La sombra del guerrillero

Hace medio siglo, la imagen del guerrillero aparecía rodeada de un nimbo de leyenda gloriosa. Solía mirar al horizonte con la cabeza un tanto levantada, como si estuviera ya oteando el futuro que pretendía construir con su metralla.

Había abandonado la vida segura y ordenada que vivía en las ciudades, había olvidado su profesión original, había renunciado a la calma de los atardeceres en el patio de su casa, donde sonreía su madre rodeada de geranios. A cambio de todo eso ahora tenía la selva por morada, recorría los caminos de montaña y cruzaba los ríos torrentosos hasta dar con el objetivo que buscaba.

Sus acciones, como las picaduras de avispa, eran siempre sorpresivas, violentas, destructoras, pero su rapidez le permitía escabullirse de todas las reacciones. No poseía nada, aparte de su fusil y alguna fotografía que miraba por las noches con nostalgia. Sin embargo, era el dueño de la historia: de sus acciones dependía la construcción de un futuro luminoso, y su búsqueda venía a redimirle. Todavía recuerdo que, en medio de la conmoción que causó la muerte del Che Guevara, un sacerdote joven estampó palabras definitivas en una publicación que por entonces hacía el clero posconciliar y “comprometido” del Uruguay:

“Gracias, Che –dijo entonces–, gracias porque me hacés tener vergüenza”. Vistas a la distancia, considero que esas palabras estaban equivocadas, pero no dejan de expresar lo que en ese tiempo significaba un guerrillero: un hombre que apostaba todo, hasta su vida, por alcanzar la justicia para todos.

De aquella imagen romántica no ha quedado nada. Los tiempos pasaron y las guerrillas perdieron su sentido. Ellas mismas lo sabían. No luchan ya por esos viejos ideales que quedaron perdidos en la selva: luchan porque han encontrado en la lucha la manera de amasar grandes fortunas. Luchan para abrir camino a los cargamentos prohibidos que se destinan al extranjero; luchan para asegurar el control de territorios y poblados, y han sido capaces de burlarse de todos los ejércitos porque su estrategia sigue siendo aquella de la avispa.

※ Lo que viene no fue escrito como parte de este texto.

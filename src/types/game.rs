//! Game records: rows written to the hosted store, the round history fed
//! to the analysis call, and the analysis report itself.

use std::fmt;

use serde::{Deserialize, Deserializer, Serialize};
use serde_json::Value;

use super::chat::{ChatMessage, Role};
use crate::persona::{Gender, Persona};

// ---------------------------------------------------------------------------
// Identifiers
// ---------------------------------------------------------------------------

/// Server-assigned row id.
///
/// Opaque: whatever scalar the store returns (integer or uuid string) is
/// passed back to it untouched.
#[derive(Debug, Clone, PartialEq, Serialize, Deserialize)]
#[serde(try_from = "Value", into = "Value")]
pub struct RecordId(Value);

impl RecordId {
    /// Wrap a scalar. Null, arrays, objects and empty strings are rejected.
    pub fn from_value(value: Value) -> Option<Self> {
        match &value {
            Value::Number(_) => Some(Self(value)),
            Value::String(s) if !s.is_empty() => Some(Self(value)),
            _ => None,
        }
    }

    pub fn as_value(&self) -> &Value {
        &self.0
    }
}

impl TryFrom<Value> for RecordId {
    type Error = String;

    fn try_from(value: Value) -> Result<Self, Self::Error> {
        Self::from_value(value.clone())
            .ok_or_else(|| format!("expected a number or non-empty string id, got {value}"))
    }
}

impl From<RecordId> for Value {
    fn from(id: RecordId) -> Self {
        id.0
    }
}

impl From<i64> for RecordId {
    fn from(id: i64) -> Self {
        Self(Value::from(id))
    }
}

impl From<&str> for RecordId {
    fn from(id: &str) -> Self {
        Self(Value::from(id))
    }
}

impl fmt::Display for RecordId {
    fn fmt(&self, f: &mut fmt::Formatter<'_>) -> fmt::Result {
        match &self.0 {
            Value::String(s) => f.write_str(s),
            other => write!(f, "{other}"),
        }
    }
}

// ---------------------------------------------------------------------------
// Rows
// ---------------------------------------------------------------------------

/// Insert payload for `users`.
#[derive(Debug, Clone, Serialize, Deserialize)]
pub struct NewUser {
    pub nickname: String,
    pub gender: Gender,
    pub marketing_agree: bool,
}

/// Insert payload for `game_sessions`. Outcome fields start out null.
#[derive(Debug, Clone, Serialize, Deserialize)]
pub struct NewGameSession {
    pub user_id: RecordId,
    pub final_choice: Option<String>,
    pub my_persona: Option<String>,
    pub ideal_preference: Option<String>,
}

/// Patch applied to `game_sessions` once, when the game ends.
#[derive(Debug, Clone, Serialize, Deserialize)]
pub struct SessionOutcome {
    pub final_choice: String,
    pub my_persona: String,
    pub ideal_preference: String,
}

/// Insert payload for `chat_logs`.
#[derive(Debug, Clone, Serialize, Deserialize)]
pub struct NewChatLog {
    pub session_id: RecordId,
    pub partner_type: Persona,
    /// Never contains system entries.
    pub chat_history: Vec<ChatMessage>,
    pub turn_count: u32,
}

impl NewChatLog {
    pub fn new(
        session_id: RecordId,
        partner_type: Persona,
        history: &[ChatMessage],
        turn_count: u32,
    ) -> Self {
        Self {
            session_id,
            partner_type,
            chat_history: history
                .iter()
                .filter(|m| m.role != Role::System)
                .cloned()
                .collect(),
            turn_count,
        }
    }
}

/// Flat insert payload for `analysis_results`.
#[derive(Debug, Clone, PartialEq, Serialize, Deserialize)]
pub struct AnalysisRow {
    pub session_id: RecordId,
    pub style: Option<String>,
    pub user_type: Option<String>,
    pub keywords: Vec<String>,
    pub strength: Option<String>,
    pub weakness: Option<String>,
    pub best_match: Option<String>,
    pub best_reason: Option<String>,
    pub similar_style: Option<String>,
    pub similar_chemistry: Option<String>,
    pub opposite_style: Option<String>,
    pub opposite_chemistry: Option<String>,
    pub positive: Option<String>,
    pub improvement: Option<String>,
    pub dating_tip: Option<String>,
    pub warning: Option<String>,
    pub summary: Option<String>,
}

// ---------------------------------------------------------------------------
// Round history
// ---------------------------------------------------------------------------

/// One finished round, as handed to the session analysis.
#[derive(Debug, Clone, Default, Serialize, Deserialize)]
pub struct RoundRecord {
    #[serde(default)]
    pub round: Option<u32>,
    #[serde(default)]
    pub persona: Option<Persona>,
    #[serde(default)]
    pub messages: Vec<ChatMessage>,
    #[serde(default, alias = "finalScore")]
    pub final_score: Option<f64>,
}

// ---------------------------------------------------------------------------
// Analysis report
// ---------------------------------------------------------------------------

/// The player's own dating profile.
#[derive(Debug, Clone, Default, PartialEq, Serialize, Deserialize)]
#[serde(default)]
pub struct PlayerProfile {
    pub style: Option<String>,
    pub user_type: Option<String>,
    #[serde(deserialize_with = "lenient_keywords")]
    pub keywords: Vec<String>,
    pub strength: Option<String>,
    pub weakness: Option<String>,
}

/// Accept a keyword list, or one comma-separated string.
fn lenient_keywords<'de, D>(deserializer: D) -> Result<Vec<String>, D::Error>
where
    D: Deserializer<'de>,
{
    let split = |s: &str| -> Vec<String> {
        s.split(',')
            .map(str::trim)
            .filter(|k| !k.is_empty())
            .map(str::to_string)
            .collect()
    };

    Ok(match Value::deserialize(deserializer)? {
        Value::Null => Vec::new(),
        Value::String(s) => split(&s),
        Value::Array(items) => items
            .into_iter()
            .filter_map(|item| match item {
                Value::String(s) => Some(s),
                Value::Null => None,
                other => Some(other.to_string()),
            })
            .collect(),
        other => vec![other.to_string()],
    })
}

#[derive(Debug, Clone, Default, PartialEq, Serialize, Deserialize)]
#[serde(default)]
pub struct IdealMatch {
    pub best_match: Option<String>,
    pub best_reason: Option<String>,
}

#[derive(Debug, Clone, Default, PartialEq, Serialize, Deserialize)]
#[serde(default)]
pub struct Chemistry {
    pub style: Option<String>,
    pub chemistry: Option<String>,
}

#[derive(Debug, Clone, Default, PartialEq, Serialize, Deserialize)]
#[serde(default)]
pub struct Compatibility {
    pub similar: Chemistry,
    pub opposite: Chemistry,
}

#[derive(Debug, Clone, Default, PartialEq, Serialize, Deserialize)]
#[serde(default)]
pub struct Feedback {
    pub positive: Option<String>,
    pub improvement: Option<String>,
    pub dating_tip: Option<String>,
    pub warning: Option<String>,
}

/// Structured compatibility report for a whole session.
///
/// Every section is optional on the wire; absent parts default to empty.
#[derive(Debug, Clone, Default, PartialEq, Serialize, Deserialize)]
#[serde(default)]
pub struct SessionAnalysis {
    pub my_persona: PlayerProfile,
    pub ideal_match: IdealMatch,
    pub compatibility: Compatibility,
    pub feedback: Feedback,
    pub summary: Option<String>,
}

impl SessionAnalysis {
    /// Flatten into the `analysis_results` column set.
    pub fn to_row(&self, session_id: RecordId) -> AnalysisRow {
        AnalysisRow {
            session_id,
            style: self.my_persona.style.clone(),
            user_type: self.my_persona.user_type.clone(),
            keywords: self.my_persona.keywords.clone(),
            strength: self.my_persona.strength.clone(),
            weakness: self.my_persona.weakness.clone(),
            best_match: self.ideal_match.best_match.clone(),
            best_reason: self.ideal_match.best_reason.clone(),
            similar_style: self.compatibility.similar.style.clone(),
            similar_chemistry: self.compatibility.similar.chemistry.clone(),
            opposite_style: self.compatibility.opposite.style.clone(),
            opposite_chemistry: self.compatibility.opposite.chemistry.clone(),
            positive: self.feedback.positive.clone(),
            improvement: self.feedback.improvement.clone(),
            dating_tip: self.feedback.dating_tip.clone(),
            warning: self.feedback.warning.clone(),
            summary: self.summary.clone(),
        }
    }
}

/// Result of the analysis call: a report, or `{"error": ...}`.
#[derive(Debug, Clone, PartialEq, Serialize, Deserialize)]
#[serde(untagged)]
pub enum AnalysisOutcome {
    Failed { error: String },
    Completed(SessionAnalysis),
}

impl AnalysisOutcome {
    pub fn analysis(&self) -> Option<&SessionAnalysis> {
        match self {
            Self::Completed(a) => Some(a),
            Self::Failed { .. } => None,
        }
    }
}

Transformadas en pandillas, su horizonte dejó de ser la historia y empezó a ser el delito. De aquel guerrillero de otro tiempo ha surgido la sombra de una amenaza agazapada en la espesura: sus ojos están siempre abiertos y buscando su presa.

¿Son aves de rapiña? No. El águila se precipita desde las alturas cuando sus ojos insuperables han visto la presa, pero lo hace porque esa es su naturaleza y solo busca su alimento. El pandillero no. Su negocio es el infame comercio de la droga.

Ahora ese turbio pandillero, aunque disfrazado aún de guerrillero, no engaña a nadie. Ha decidido retener a tres sencillos ciudadanos que no les habían hecho ningún daño. ¿Por qué? ¿Qué presión quieren ejercer, y para qué? Quizá nunca llegaremos a saberlo. Sepámoslo o no, queremos que regresen esos compañeros que nos están haciendo falta. Son tres y su lugar en medio de nosotros aún está vacío.